7. The Acquisition of the

Panama Canal Route

One of the most controversial issues ever raised in connection with American foreign policy involved the construction of a passageway across the narrow land of Central America to link the Atlantic and Pacific Oceans. A glance at a map will show that the logic of such a passageway is inescapable. Circumnavigation of the South American continent, even by the fastest vessels, is a time-consuming process. Circumnavigation of the North American continent is scarcely feasible. With the bridge joining the two continents in mind, the site for an interoceanic passageway is pretty much confined to topographically possible routes somewhere between the Isthmus of Panama and the Isthmus of Tehuantepec in southern Mexico. Until nearly the middle of the 19th century, consideration by the United States of such a waterway was largely speculative. But with the acquisition of territory on the Pacific coast, the discovery of gold in California, and the need to

establish more rapid communication with the Far West, Americans recognized the vital nature of a trans-Isthmian route.

British interests in Central America

The government of New Granada (as the republic of Colombia was then called) feared the increasing power of Great Britain in Central America in the 1840's. New Granada extended from Colombia's present holdings in South America, along the Isthmus of Panama, to Costa Rica. The British had important Caribbean possessions-Jamaica, British Honduras (then called Belize) and several smaller island areas. Conflict between the British and Colombians appeared inevitable as the British expanded their political and commercial influences. In December 1846, the United States minister in Bogota, the Colombian capital, signed a treaty with New Granada. This treaty granted the United States transit rights across the Isthmus of Panama in return for an American promise to maintain the neutrality of the route so free transit of the Isthmus would not be interrupted.

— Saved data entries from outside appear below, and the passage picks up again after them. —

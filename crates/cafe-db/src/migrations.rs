//! # Database Migrations
//!
//! Embedded SQL migrations for the catalog schema.
//!
//! ## How Migrations Work
//! ```text
//! ┌─────────────────────────────────────────────────────────────────────────┐
//! │                      Migration Process                                  │
//! │                                                                         │
//! │  Database::new()                                                        │
//! │       │                                                                 │
//! │       ▼                                                                 │
//! │  Check _sqlx_migrations table (create if missing)                      │
//! │       │                                                                 │
//! │       ▼                                                                 │
//! │  Compare embedded migrations vs applied                                │
//! │       │                                                                 │
//! │       └── 001_initial_schema.sql   units, categories, taxes,           │
//! │                                    products, product_taxes             │
//! │       │                                                                 │
//! │       ▼                                                                 │
//! │  Run pending migrations in order, record each one                      │
//! │                                                                         │
//! └─────────────────────────────────────────────────────────────────────────┘
//! ```
//!
//! ## Adding New Migrations
//!
//! 1. Create a new file in `crates/cafe-db/migrations/` with the next sequence number
//! 2. Name format: `NNN_description.sql` (e.g., `002_add_outlets.sql`)
//! 3. **NEVER** modify existing migrations - always add new ones

use sqlx::SqlitePool;
use tracing::info;

use crate::error::DbResult;

/// Migrations embedded from `crates/cafe-db/migrations` at compile time.
static MIGRATOR: sqlx::migrate::Migrator = sqlx::migrate!("./migrations");

/// Runs all pending database migrations.
///
/// Each migration runs in its own transaction; safe to call repeatedly.
pub async fn run_migrations(pool: &SqlitePool) -> DbResult<()> {
    info!("Checking for pending migrations");

    MIGRATOR.run(pool).await?;

    info!("All migrations applied successfully");
    Ok(())
}

/// Returns `(total_migrations, applied_migrations)` for diagnostics.
pub async fn migration_status(pool: &SqlitePool) -> DbResult<(usize, usize)> {
    let total = MIGRATOR.migrations.len();

    let applied: i64 = sqlx::query_scalar("SELECT COUNT(*) FROM _sqlx_migrations")
        .fetch_one(pool)
        .await?;

    Ok((total, usize::try_from(applied).unwrap_or(0)))
}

British activity alarms the Americans

The 1846 treaty did not appeal to British ideas of what was proper in Central America. In 1848 the British seized the Mosquito Coast of Nicaragua which controlled the mouth of the San Juan River, then considered the most desirable route to the interior. A year later a British naval officer seized Tigre Island in the Gulf of Fonseca on the west coast of Nicaragua-an island regarded as strategically placed to command the western terminus of a practical trans-Isthmian canal route. The London government disavowed this seizure, but the United States recognized the danger of British influence in that region.

The British were ready to achieve some sort of settlement through diplomacy. After long negotiations, the British minister in Washington, Henry Lytton Bulwer, signed a treaty with the American Secretary of State, John M. Clayton.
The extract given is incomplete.